Collected data
********
use std::collections::BTreeMap;

use tracing::{debug, warn};

use super::HeaderField;
use crate::error::{IsgError, Result};
use crate::schema::{FieldSlug, FormatSchema, ValueKind};
use crate::version::IsgVersion;

const VERSION_KEYWORD: &str = "ISG format";

/// Raw result of reading an ISG document, before bounds are derived.
#[derive(Debug, Clone, PartialEq)]
pub struct ParsedDocument {
    pub version: IsgVersion,
    pub comment_lines: Vec<String>,
    pub fields: BTreeMap<FieldSlug, HeaderField>,
    /// Rows in file order.
    pub data: Vec<Vec<f64>>,
    /// Header lines that matched no field of the declared version.
    pub unmatched_lines: Vec<String>,
}

#[derive(Debug, Clone, Copy, PartialEq, Eq)]
enum Section {
    Comments,
    Header,
    Data,
}

/// Split a header line at its delimiter.
///
/// A `:` before any `=` marks a textual field. The keyword is right-trimmed,
/// the value trimmed on both sides.
fn split_header_line(line: &str) -> Option<(ValueKind, &str, &str)> {
    let colon = line.find(':');
    let equals = line.find('=');

    let (kind, position) = match (colon, equals) {
        (Some(c), Some(e)) if c < e => (ValueKind::Textual, c),
        (Some(c), None) => (ValueKind::Textual, c),
        (_, Some(e)) => (ValueKind::Numeric, e),
        (None, None) => return None,
    };

    let keyword = line[..position].trim_end();
    let value = line[position + 1..].trim();
    Some((kind, keyword, value))
}

/// Find the declared format version.
///
/// Only a line whose keyword is exactly `ISG format` counts, so prose in the
/// comment section mentioning the format is ignored.
pub fn detect_version(lines: &[&str]) -> Result<IsgVersion> {
    let declared = lines
        .iter()
        .filter_map(|line| split_header_line(line))
        .find(|(_, keyword, _)| *keyword == VERSION_KEYWORD)
        .map(|(_, _, value)| value)
        .ok_or(IsgError::MissingVersion)?;

    IsgVersion::parse(declared)
}

/// Parse an ISG document.
pub fn parse(text: &str) -> Result<ParsedDocument> {
    let lines: Vec<&str> = text.lines().collect();
    let version = detect_version(&lines)?;
    let schema = FormatSchema::for_version(version);
    debug!(version = %version, lines = lines.len(), "Detected ISG version");

    let mut section = Section::Comments;
    let mut comment_lines: Vec<String> = Vec::new();
    let mut fields = BTreeMap::new();
    let mut data = Vec::new();
    let mut unmatched_lines = Vec::new();

    for line in lines {
        if line.contains("begin_of_head") {
            section = Section::Header;
            continue;
        }
        if line.contains("end_of_head") {
            section = Section::Data;
            continue;
        }

        match section {
            Section::Comments => comment_lines.push(line.to_string()),
            Section::Header => {
                if line.trim().is_empty() {
                    continue;
                }
                let bound = split_header_line(line).and_then(|(_, keyword, value)| {
                    schema.resolve_keyword(keyword).map(|spec| {
                        (
                            spec.slug,
                            HeaderField {
                                keyword: keyword.to_string(),
                                kind: spec.kind,
                                format: spec.format,
                                value: value.to_string(),
                            },
                        )
                    })
                });
                match bound {
                    Some((slug, field)) => {
                        fields.insert(slug, field);
                    }
                    None => {
                        warn!(line = line, version = %version, "Ignoring unrecognised header line");
                        unmatched_lines.push(line.to_string());
                    }
                }
            }
            Section::Data => {
                let row: Vec<f64> = line
                    .split_whitespace()
                    .filter_map(|token| token.parse::<f64>().ok())
                    .collect();
                if !row.is_empty() {
                    data.push(row);
                }
            }
        }
    }

    debug!(
        fields = fields.len(),
        rows = data.len(),
        comments = comment_lines.len(),
        unmatched = unmatched_lines.len(),
        "Parsed ISG document"
    );

    Ok(ParsedDocument {
        version,
        comment_lines,
        fields,
        data,
        unmatched_lines,
    })
}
********
▶ Exercise objective
Your task is to copy every line in the entries that holds the string "BTreeMap".

▶ Result of the exercise
use std::collections::BTreeMap;
    pub fields: BTreeMap<FieldSlug, HeaderField>,
    let mut fields = BTreeMap::new();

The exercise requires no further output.